People who work in labs, factories and other workplaces are at risk for developing potentially serious skin allergies to the chemicals they use and encounter on the surfaces they touch. The allergies can be so severe that workers may develop chronic skin conditions and, at times, be forced to abandon their careers. But how can employers know that their workplace housekeeping measures are working and how can work areas be easily tested to protect employees?
Researchers including Assistant Professor Susan Arnold from the School of Public Health are answering these questions with a new method they developed to set quantitative limits for a test that measures the presence of chemicals on surfaces, providing an objective way to verify the cleanliness of surfaces.
The approach, co-developed by Arnold and her toxicology colleague Bruce Naumann from BD NAUMANN LLC, is explained in an article published in the journal Toxicology and Industrial Health.

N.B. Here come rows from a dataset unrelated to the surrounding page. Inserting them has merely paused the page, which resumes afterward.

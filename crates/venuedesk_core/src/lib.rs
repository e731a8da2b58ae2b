//! Core of VenueDesk: catalog storage and the view-models that keep list and
//! table widgets in sync with it.

pub mod config;
pub mod db;
pub mod logging;
pub mod model;
pub mod repo;
pub mod view_model;

pub use config::AppConfig;
pub use logging::{default_log_level, init_from_config, init_logging, logging_status, LoggingError};
pub use model::catalog::{
    Area, AreaKind, CatalogEntry, CatalogKind, EventType, EventTypeKind, RoomType, RoomTypeKind,
    WorkRequestType, WorkRequestTypeKind,
};
pub use model::entity::{Entity, EntityId, EntityKind, InsertFields, Labelled, NamedEntity, ValidationError};
pub use model::record::{Event, Section, WorkRequest, WorkRequestStatus};
pub use repo::catalog_repo::SqliteCatalogStore;
pub use repo::event_repo::{EventFilter, SqliteEventStore};
pub use repo::store::{CatalogStore, EntityStore, StoreError, StoreResult, WorkRequestStore};
pub use repo::work_request_repo::{SqliteWorkRequestStore, WorkRequestFilter};
pub use view_model::columns::{
    event_columns, event_table, format_timestamp, work_request_columns, work_request_table,
    CellValue, ColumnDef, ColumnSource,
};
pub use view_model::error::{
    InsertOutcome, ItemFlags, RemoveOutcome, RenameOutcome, ViewModelError, ViewModelResult,
};
pub use view_model::list_model::{InsertPosition, OrderedListModel};
pub use view_model::notify::{ChangeNotifier, ModelEvent, SubscriptionId};
pub use view_model::prompt::{
    Confirmation, ConfirmationPrompt, FixedConfirmation, LogNotifier, WarningNotifier,
};
pub use view_model::relation::{CachedRelation, LazyRelation, Relation};
pub use view_model::selection::{command_state, CommandSet, CommandState, Selection, SelectionController};
pub use view_model::table_model::{work_request_style, JoinedTableModel, RowStyle, RowStyler};

/// Returns the core crate version.
pub fn core_version() -> &'static str {
    env!("CARGO_PKG_VERSION")
}
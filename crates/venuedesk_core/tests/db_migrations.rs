use rusqlite::Connection;
use venuedesk_core::db::migrations::latest_version;
use venuedesk_core::db::{open_db, open_db_in_memory, DbError};
use venuedesk_core::{EventTypeKind, SqliteCatalogStore, StoreError};

#[test]
fn open_db_in_memory_applies_all_migrations() {
    let conn = open_db_in_memory().unwrap();

    assert_eq!(schema_version(&conn), latest_version());
    for table in [
        "event_types",
        "room_types",
        "work_request_types",
        "areas",
        "events",
        "work_requests",
    ] {
        assert_table_exists(&conn, table);
    }
}

#[test]
fn opening_same_database_twice_is_idempotent() {
    let dir = tempfile::tempdir().unwrap();
    let path = dir.path().join("venuedesk.db");

    let first = open_db(&path).unwrap();
    assert_eq!(schema_version(&first), latest_version());
    drop(first);

    let second = open_db(&path).unwrap();
    assert_eq!(schema_version(&second), latest_version());
    assert_table_exists(&second, "work_requests");
}

#[test]
fn opening_database_with_newer_schema_version_returns_error() {
    let dir = tempfile::tempdir().unwrap();
    let path = dir.path().join("future.db");

    let conn = Connection::open(&path).unwrap();
    conn.execute_batch("PRAGMA user_version = 999;").unwrap();
    drop(conn);

    match open_db(&path).unwrap_err() {
        DbError::UnsupportedSchemaVersion {
            db_version,
            latest_supported,
        } => {
            assert_eq!(db_version, 999);
            assert_eq!(latest_supported, latest_version());
        }
        other => panic!("unexpected error: {other}"),
    }
}

#[test]
fn store_rejects_unmigrated_connection() {
    let conn = Connection::open_in_memory().unwrap();
    let err = SqliteCatalogStore::<EventTypeKind>::try_new(&conn)
        .err()
        .expect("raw connection must be rejected");
    assert!(matches!(
        err,
        StoreError::UninitializedConnection {
            actual_version: 0,
            ..
        }
    ));
}

#[test]
fn foreign_keys_are_enforced() {
    let conn = open_db_in_memory().unwrap();
    let enabled: i64 = conn
        .query_row("PRAGMA foreign_keys;", [], |row| row.get(0))
        .unwrap();
    assert_eq!(enabled, 1);
}

fn schema_version(conn: &Connection) -> u32 {
    conn.query_row("PRAGMA user_version;", [], |row| row.get(0))
        .unwrap()
}

fn assert_table_exists(conn: &Connection, table_name: &str) {
    let exists: i64 = conn
        .query_row(
            "SELECT EXISTS(
                SELECT 1
                FROM sqlite_master
                WHERE type = 'table' AND name = ?1
            );",
            [table_name],
            |row| row.get(0),
        )
        .unwrap();
    assert_eq!(exists, 1, "table {table_name} does not exist");
}
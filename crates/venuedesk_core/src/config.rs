//! Runtime configuration resolved from the environment.
//!
//! # Invariants
//! - Blank variables count as unset.
//! - Resolution never touches the filesystem; directories are created by
//!   `open_db` and `init_logging`.

use crate::logging::default_log_level;
use std::path::PathBuf;

pub const ENV_DB_PATH: &str = "VENUEDESK_DB_PATH";
pub const ENV_LOG_LEVEL: &str = "VENUEDESK_LOG_LEVEL";
pub const ENV_LOG_DIR: &str = "VENUEDESK_LOG_DIR";

const DEFAULT_DB_FILE_NAME: &str = "venuedesk.sqlite3";

/// Resolved runtime settings.
#[derive(Debug, Clone, PartialEq, Eq)]
pub struct AppConfig {
    /// Catalog database file.
    pub db_path: PathBuf,
    /// One of `trace|debug|info|warn|error`; validated by `init_logging`.
    pub log_level: String,
    /// Rolling log directory. `None` leaves logging uninitialized.
    pub log_dir: Option<PathBuf>,
}

impl AppConfig {
    /// Reads `VENUEDESK_*` variables from the process environment.
    pub fn from_env() -> Self {
        Self::from_lookup(|key| std::env::var(key).ok())
    }

    /// Resolves settings through `lookup`, falling back to defaults.
    pub fn from_lookup(lookup: impl Fn(&str) -> Option<String>) -> Self {
        let read = |key: &str| {
            lookup(key)
                .map(|raw| raw.trim().to_string())
                .filter(|value| !value.is_empty())
        };

        Self {
            db_path: read(ENV_DB_PATH)
                .map(PathBuf::from)
                .unwrap_or_else(|| std::env::temp_dir().join(DEFAULT_DB_FILE_NAME)),
            log_level: read(ENV_LOG_LEVEL).unwrap_or_else(|| default_log_level().to_string()),
            log_dir: read(ENV_LOG_DIR).map(PathBuf::from),
        }
    }
}

#[cfg(test)]
mod tests {
    use super::{AppConfig, ENV_DB_PATH, ENV_LOG_DIR, ENV_LOG_LEVEL};
    use crate::logging::default_log_level;
    use std::collections::HashMap;
    use std::path::PathBuf;

    #[test]
    fn defaults_apply_when_variables_are_missing_or_blank() {
        let env = HashMap::from([(ENV_LOG_DIR, "   ")]);
        let config = AppConfig::from_lookup(|key| env.get(key).map(|value| value.to_string()));

        assert!(config.db_path.ends_with("venuedesk.sqlite3"));
        assert_eq!(config.log_level, default_log_level());
        assert_eq!(config.log_dir, None);
    }

    #[test]
    fn variables_override_defaults() {
        let env = HashMap::from([
            (ENV_DB_PATH, "/srv/venuedesk/catalog.db"),
            (ENV_LOG_LEVEL, " warn "),
            (ENV_LOG_DIR, "/var/log/venuedesk"),
        ]);
        let config = AppConfig::from_lookup(|key| env.get(key).map(|value| value.to_string()));

        assert_eq!(config.db_path, PathBuf::from("/srv/venuedesk/catalog.db"));
        assert_eq!(config.log_level, "warn");
        assert_eq!(config.log_dir, Some(PathBuf::from("/var/log/venuedesk")));
    }
}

Skin sensitizers — which are chemicals that can trigger skin allergies, such as allergic contact dermatitis — may be identified by safety notices on their containers. However, it’s often unknown exactly how much chemical exposure will trigger an allergic reaction. In some cases, the concentration of the chemical at the point of skin contact may be more important than the total amount a worker encounters. Additionally, an allergic reaction can result from a series of low-level exposures over time rather than a one-time, high-level exposure.
Arnold and Naumann developed their method by first determining the level of chemicals on surfaces below which sensitization is much less likely to occur. They used published data from toxicology tests that measured immune reactions in animal models to various sensitizers. The tests were done to determine the sensitization potential of chemicals and the potency needed to trigger a reaction in animals, and possibly, humans.
The researchers used the chemical potency data and knowledge of related safety factors to develop surface wipe limits, which are quantitative thresholds for how much of the chemical could be within a 100 centimeter-squared surface area. The limits are calculated for use with a wipe test, where the surface of a work area is wiped in a prescribed way with a special cloth or swab that is sent to a lab to determine how much chemical it holds. Workplace safety professionals can use the limits and wipe test together to objectively evaluate and determine if surfaces are ‘clean’ or contaminated based on these objective benchmarks.
To aid in using the method, Arnold and Naumann used the approach to create a table of proposed surface wipe limits for a series of common sensitizers.
“In the past, companies could use safety practices to protect workers using sensitizers, such as wearing gloves or directing employees to keep an area clean, but didn’t have a way to verify that the cleaning was adequate,” says Arnold. “Now they can have an objective measure to truly know if an area is clean enough for workers to keep them healthy.”
Arnold and her colleagues are presenting a webinar on the wipe surface limits and wipe sampling on Dec. 6 for industrial hygienists, occupational physicians, and other professionals to discuss wipe surface limits, its underlying research, sampling practices, and other important aspects of the approach.